To mask cases included in the brush, click the toolbar button Mask. Masked cases are hidden in all the
scatter plots. Masking can be repeated several times.
All or part of the masked cases can be unmasked by clicking the toolbar button Restore.
Saving and re-using masked cases. The sequential number of currently masked cases can be saved in
a file corresponding to the analysed dataset using the command File/Save masked cases. This masking can
be recuperated in subsequent session(s) using the command Tools/Apply saved masking.
Grouping cases. This feature allows you to see how a variable partitions cases into groups in all plots.
The variable can be either qualitative or quantitative. In addition to selecting the grouping variable, the
user controls the way of grouping (by values, or by intervals and the number of groups).
The dialogue box for creation of groups is activated by clicking the toolbar button Grouping or by using the
menu command Tools/Grouping.
Exploration with the brush. The brush is a rectangle which can be (re)sized, moved and zoomed. As it
is moved over one scatter plot, the cases inside the brush are highlighted in brush colour and shape on all
the other scatter plots.
40.3 GraphID Main Window for Analysis of a Dataset
305
One of the applications is to determine if a crowding of cases in a scatter plot really represents a cluster in
the multidimensional space or whether the crowding is simply a property of the projection. For this purpose,
place the brush on a crowding in one scatter plot and observe how these cases are located on other scatter
plots. If the same crowding appears on other plots then the crowding may indeed indicate a real cluster.

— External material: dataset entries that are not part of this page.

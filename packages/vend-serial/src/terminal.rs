//! Helpers for the interactive terminal: hex views of frames, decoding of
//! captured traffic and coloured log categories.

use std::fmt;

use log::{log, Level};
use thiserror::Error;
use vend_protocol::{scan_with, DecodeError, DecodedFrame};

use crate::settings::FrameOptions;

/// Log target used by [`log_line`].
pub const LOG_TARGET: &str = "vend_serial::terminal";

/// Formats bytes as upper-case hex pairs, each followed by a space.
pub fn hex_dump(bytes: &[u8]) -> String {
    let mut dump = String::with_capacity(bytes.len() * 3);
    for byte in bytes {
        dump.push_str(&format!("{:02X} ", byte));
    }
    dump
}

/// Formats bytes as lower-case hex without separators.
pub fn compact_hex(bytes: &[u8]) -> String {
    hex::encode(bytes)
}

/// Parses hex text as written by [`hex_dump`] or [`compact_hex`].
///
/// Whitespace anywhere in the text is ignored.
pub fn parse_hex_dump(text: &str) -> Result<Vec<u8>, TerminalError> {
    let digits: String = text.chars().filter(|c| !c.is_whitespace()).collect();
    hex::decode(&digits).map_err(|source| TerminalError::InvalidHex {
        text: text.to_string(),
        source,
    })
}

#[derive(Error, Debug)]
pub enum TerminalError {
    #[error("Not properly formatted hex string: {text}")]
    InvalidHex {
        text: String,
        #[source]
        source: hex::FromHexError,
    },
}

/// Category of a terminal log line.
#[derive(Debug, Clone, Copy, Eq, PartialEq, Hash)]
pub enum LogKind {
    Incoming,
    Outgoing,
    Normal,
    Warning,
    Error,
}

impl LogKind {
    pub fn level(&self) -> Level {
        match self {
            LogKind::Incoming | LogKind::Outgoing | LogKind::Normal => Level::Info,
            LogKind::Warning => Level::Warn,
            LogKind::Error => Level::Error,
        }
    }

    /// Short marker shown in front of the message.
    pub fn prefix(&self) -> &'static str {
        match self {
            LogKind::Incoming => "<<",
            LogKind::Outgoing => ">>",
            LogKind::Normal => "--",
            LogKind::Warning => "!!",
            LogKind::Error => "**",
        }
    }
}

/// Writes one terminal line through the `log` facade.
pub fn log_line(kind: LogKind, message: &str) {
    log!(target: LOG_TARGET, kind.level(), "{} {}", kind.prefix(), message);
}

/// One frame found in a captured dump.
#[derive(Debug, Clone, PartialEq, Eq)]
pub struct FrameReport {
    /// The frame's bytes as a [`hex_dump`].
    pub raw: String,
    pub frame: DecodedFrame,
    /// Recomputed checksum field, in the configured letter case.
    pub checksum: String,
    /// Whether the received trailer matches the recomputed checksum.
    pub verified: bool,
}

impl FrameReport {
    fn new(bytes: &[u8], frame: DecodedFrame, options: &FrameOptions) -> Self {
        Self {
            raw: hex_dump(bytes),
            checksum: frame.checksum_field(options.hex_case).to_string(),
            verified: frame.verify_checksum().is_ok(),
            frame,
        }
    }

    /// Logs the report the way the terminal's processed output shows it.
    pub fn log(&self) {
        log_line(LogKind::Incoming, &format!("Processing: {}", self.raw));
        for line in self.to_string().lines() {
            log_line(LogKind::Outgoing, line);
        }
        if !self.verified {
            log_line(
                LogKind::Warning,
                &format!(
                    "Received checksum {:?} does not match",
                    self.frame.incoming_checksum_text()
                ),
            );
        }
        log_line(LogKind::Normal, "------------------------------------");
    }
}

impl fmt::Display for FrameReport {
    fn fmt(&self, f: &mut fmt::Formatter<'_>) -> fmt::Result {
        writeln!(f, "Data size: {:03}", self.frame.length)?;
        writeln!(f, "Index: {}", self.frame.index)?;
        writeln!(f, "Command: {}", self.frame.command)?;
        writeln!(f, "Data: {}", self.frame.data)?;
        write!(f, "CRC: {}", self.checksum)
    }
}

/// Frames decoded from a dump, and the error that ended decoding early, if any.
#[derive(Debug, Clone, PartialEq, Eq)]
pub struct ProcessedDump {
    pub reports: Vec<FrameReport>,
    pub error: Option<DecodeError>,
}

/// Decodes every frame in a hex dump of captured traffic.
pub fn process_dump(text: &str, options: &FrameOptions) -> Result<ProcessedDump, TerminalError> {
    let bytes = parse_hex_dump(text)?;
    let mut scanner = scan_with(&bytes, options.advance);

    let mut reports = Vec::new();
    let mut error = None;
    while let Some(result) = scanner.next_with_bytes() {
        match result {
            Ok((raw, frame)) => reports.push(FrameReport::new(raw, frame, options)),
            Err(e) => error = Some(e),
        }
    }

    Ok(ProcessedDump { reports, error })
}

#[cfg(test)]
mod tests {
    use super::*;
    use vend_protocol::{encode, DecodeErrorKind, HexCase, ScanAdvance};

    #[test]
    fn dump_formats() {
        let frame = encode("32", "107", "1").unwrap();

        assert_eq!(
            hex_dump(&frame),
            "02 30 30 35 20 31 30 37 31 03 34 30 39 31 "
        );
        assert_eq!(compact_hex(&frame[..4]), "02303035");
        assert_eq!(hex_dump(&[]), "");
    }

    #[test]
    fn parses_dumps() {
        let frame = encode("32", "107", "1").unwrap();

        assert_eq!(parse_hex_dump(&hex_dump(&frame)).unwrap(), frame);
        assert_eq!(parse_hex_dump(&compact_hex(&frame)).unwrap(), frame);
        assert_eq!(parse_hex_dump("02 3\n0\t30").unwrap(), [0x02, 0x30, 0x30]);
    }

    #[test]
    fn rejects_bad_dumps() {
        assert!(matches!(
            parse_hex_dump("02 3"),
            Err(TerminalError::InvalidHex {
                source: hex::FromHexError::OddLength,
                ..
            })
        ));
        assert!(parse_hex_dump("zz").is_err());
    }

    #[test]
    fn processes_capture() {
        let mut capture = encode("32", "107", "1").unwrap();
        capture.extend(encode("1", "200", "ABCDEF").unwrap());
        let options = FrameOptions {
            hex_case: HexCase::Upper,
            ..Default::default()
        };

        let processed = process_dump(&hex_dump(&capture), &options).unwrap();

        assert_eq!(processed.error, None);
        assert_eq!(processed.reports.len(), 2);

        let report = &processed.reports[0];
        assert_eq!(report.raw, hex_dump(&capture[..14]));
        assert!(report.verified);
        assert_eq!(
            report.to_string(),
            "Data size: 005\nIndex: 32\nCommand: 107\nData: 1\nCRC: 4091"
        );
        assert_eq!(processed.reports[1].checksum, "70D ");
    }

    #[test]
    fn keeps_frames_before_error() {
        let mut capture = encode("1", "100", "").unwrap();
        capture.extend(&encode("2", "107", "1").unwrap()[..8]);

        let processed = process_dump(&compact_hex(&capture), &FrameOptions::default()).unwrap();

        assert_eq!(processed.reports.len(), 1);
        assert_eq!(
            processed.error.map(|e| e.kind()),
            Some(DecodeErrorKind::UnexpectedEnd)
        );
    }

    #[test]
    fn honours_scan_advance() {
        let mut capture = Vec::new();
        for index in ["5", "6", "7"] {
            capture.extend(encode(index, "107", "1").unwrap());
        }
        let options = FrameOptions {
            advance: ScanAdvance::FullFramePlusOne,
            ..Default::default()
        };

        let processed = process_dump(&compact_hex(&capture), &options).unwrap();
        let indices: Vec<u8> = processed.reports.iter().map(|r| r.frame.index).collect();
        assert_eq!(indices, [5, 7]);
    }

    #[test]
    fn log_levels() {
        assert_eq!(LogKind::Incoming.level(), Level::Info);
        assert_eq!(LogKind::Warning.level(), Level::Warn);
        assert_eq!(LogKind::Error.level(), Level::Error);
    }
}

Of course the scatter plots must be chosen so that the distance between cases are of the same order in the
different plots.
Another application of the brush is to study the conditional distributions. If the 4 corners of the brush are
given by xmin , xmax , ymin , ymax , then the cases inside the brush are those that satisfy the conditions:
xmin < x < xmax
and ymin < y < ymax
and the cases satisfying these conditions can be studied in the other scatter plots.
Brush can also be used to mask and search for cases.
To enter brush mode or cancel it, click the toolbar button Brush or use the menu command Tools/Brush.
To place the brush in the desired area, set the cursor at the edge, press the left mouse button, drag and
release at the other edge.
To move or resize the brush, set the cursor inside the brush rectangle or on its side, press the left button
and drag. Note: To move it quickly to another cell, place the cursor in the desired cell and press the left
mouse button.
Zooming. Zooming creates a new window to magnify the selected cell or, in brush mode, to magnify the
brush. Such a new zoom window has most of the properties of a matrix of scatter plots with one cell; for
example you can use brushing to identify a new set of cases and then zoom again.
If the parent matrix of scatter plots is in brush mode, modification of the brush is reflected immediately in
the zoom window; otherwise the zoom window reflects modifications introduced in the selected cell of the
parent matrix.
The menu command View/Scales allows you to display scales of variable values for the active zoom window.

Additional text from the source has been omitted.